戦線から離れるレクストンを、ドラゴンから庇いつつ送り出し――「さて」とグロックは短槍を構える。
「――よし……攻撃に出るぞ!」
グロック、ホルン、ベルジュ、ライラにリオダインと、ここには主力が揃っている。
特に魔術師がいるのが大きい。
粘度の高い液体――毒属性を持つスライムのようなものだと考えると、いくつかの対処法くらい思いつく。
まず、スライムと言えば火だが――それは初手で試してあまり効果がなかったので、次だ。
「ライラ! 水ぶっかけてやれ!」
武器がまともに効かない魔物が相手となると、魔術師がいるいないで、大きく違ってくる。
特に、何が効くのかわからない今、即座にいろんなことをして試せるというメリットは大きい。
――初手で大きな魔法を使ったせいでやや消耗しているが、盾……いや、フライパンだか鍋を盾のように構えるベルジュに守られ、ライラはまだ戦場に立っている。ちなみにもう片方の手に持っているメイスは、実は合金製の麺棒だったりする。
ライラを含め、「黒鳥」の魔術師には、魔法が使えなくなったらとにかく下がれという鉄則がある。
ここにいるなら、まだ魔法が使えるということだ。
ライラが片手を上げて無言で了解の合図を出し、詠唱に入る、と――グロックはドラゴンの突進を避けつつ言った。
「狙うのは魔核だ! 砕いた破片を回収する! それでダメならまた考える!」
「――りょうかーい」
ようやく方針が言い渡され、戦闘開始前からいきり立っているホルンが即座に動いた。まるでおあずけを食らっていた犬のように。
「ほっ」
素早く距離を詰めると、両手に一本ずつ持った光を放つ剣を駆使して、ドラゴンが振るってきた右前足を受ける、と同時に切断。

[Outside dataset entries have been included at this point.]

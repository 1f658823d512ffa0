//! Catalog search: filtering, pagination, and the pending queue.

use crate::analysis::buckets::parse_timestamp;
use crate::models::{Page, Report, Status};
use chrono::{NaiveDate, TimeZone};

/// Default page size for catalog listings.
pub const DEFAULT_LIMIT: usize = 10;

/// Criteria for narrowing the report catalog.
#[derive(Debug, Clone, Default, PartialEq)]
pub struct ReportFilter {
    /// Exact report id, compared as text.
    pub id: Option<String>,
    pub category_id: Option<i64>,
    pub status_id: Option<i64>,
    /// Inclusive lower bound on the creation date.
    pub date_from: Option<NaiveDate>,
    /// Inclusive upper bound on the creation date.
    pub date_to: Option<NaiveDate>,
}

impl ReportFilter {
    /// Only reports waiting for triage.
    pub fn pending() -> Self {
        Self {
            status_id: Some(Status::Pending.id()),
            ..Default::default()
        }
    }

    /// Query parameters understood by `GET /reports/admin/all`.
    ///
    /// The id filter has no server-side counterpart and is applied locally.
    pub fn query_params(&self) -> Vec<(&'static str, String)> {
        let mut params = Vec::new();
        if let Some(category) = self.category_id {
            params.push(("categoryId", category.to_string()));
        }
        if let Some(status) = self.status_id {
            params.push(("statusId", status.to_string()));
        }
        if let Some(from) = self.date_from {
            params.push(("dateFrom", from.format("%Y-%m-%d").to_string()));
        }
        if let Some(to) = self.date_to {
            params.push(("dateTo", to.format("%Y-%m-%d").to_string()));
        }
        params
    }

    /// Check a report against every criterion. Dates are compared in `tz`.
    pub fn matches<Tz: TimeZone>(&self, report: &Report, tz: &Tz) -> bool {
        if let Some(ref id) = self.id {
            let id = id.trim();
            if !id.is_empty() && report.id.to_string() != id {
                return false;
            }
        }
        if self.category_id.is_some_and(|c| c != report.category_id) {
            return false;
        }
        if self.status_id.is_some_and(|s| s != report.status_id) {
            return false;
        }

        if self.date_from.is_none() && self.date_to.is_none() {
            return true;
        }

        let Some(created) = parse_timestamp(&report.created_at, tz) else {
            return false;
        };
        let day = created.date_naive();
        if self.date_from.is_some_and(|from| day < from) {
            return false;
        }
        if self.date_to.is_some_and(|to| day > to) {
            return false;
        }

        true
    }

    /// Keep only the reports that match, preserving order.
    pub fn apply<Tz: TimeZone>(&self, reports: Vec<Report>, tz: &Tz) -> Vec<Report> {
        reports
            .into_iter()
            .filter(|report| self.matches(report, tz))
            .collect()
    }
}

/// Slice `items` into a 1-based page of `limit` entries.
pub fn paginate<T: Clone>(items: &[T], page: usize, limit: usize) -> Page<T> {
    let page = page.max(1);
    let limit = if limit == 0 { DEFAULT_LIMIT } else { limit };
    let start = (page - 1).saturating_mul(limit);

    let data = items.iter().skip(start).take(limit).cloned().collect();

    Page {
        data,
        total: items.len(),
        page,
        limit,
        total_pages: items.len().div_ceil(limit),
    }
}

/// The first report still waiting for triage, if any.
pub fn next_pending(reports: &[Report]) -> Option<&Report> {
    reports
        .iter()
        .find(|report| report.status() == Some(Status::Pending))
}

更には足が毒液となって散るまでの間に、地面を転がるようにして股下に入り、一瞬で左前足と左後ろ足を斬り飛ばし――
「ついでっ」
四本足の内三本をなくし支えを失い傾く頃、飛び上がってシッポを斬り飛ばしながら接敵状態から離脱した。
双剣のベロニカ譲りの、二刀流の早業だった。
攻撃自体は効いていない。
どれだけ斬っても、あのドラゴンにダメージはないだろう。
だが、斬れば一時的に失うことは、避けられない。
「ライラ! やれ!」
横倒しになった動けないドラゴンに、
「――無慈悲を嘆き悔いよ! 貪欲の罪滝!!」
大量の水が一気に落ちてきた。
粘度の高い毒液に水が混じり、洗い流されるようにドラゴンは形を失っていく。
ただ、もうライラの魔力が乏しいようで、持続時間はほぼ一瞬だった。
――充分である。
こうなるだろうと予想していたグロックは、すでに溜めている。
低く腰を落とし、右腕に短槍を引いて構えている。
――グロックの必殺の一撃、「素養・砕の風穴」。
突きに威力を上乗せする、非常に単純で局所的な「素養」である。
構えて停止すると威力が上がる、というのが、特性と言えば特性なのだろうか。まあ、グロックは、それだけではなく槍の使用補正もあるだろうと思っているが。
世間的にはかなり珍しいらしいが、それはそうだろう。
普段使いするようなものではなく、完全な「奥の手」である。簡単に見せることはないし、誰かに話すこともない。
だが、出し惜しみはしない。
惜しんで命が失われては元も子もない。
横倒しになりすぐには動けない状態で、更に水を食らって少し溶けてきている――柔らかくなっている。
いずれは元に戻るのだろうが――この一瞬においては、何一つ不満のない好機である。
流れ広がる毒の水たまりを物ともせず踏み込み、グロックは吠えた。
「――特大の風穴開けてやるよ!!」
結果、少し溶けていたドラゴンの半分が、槍の貫通力で消し飛んだ。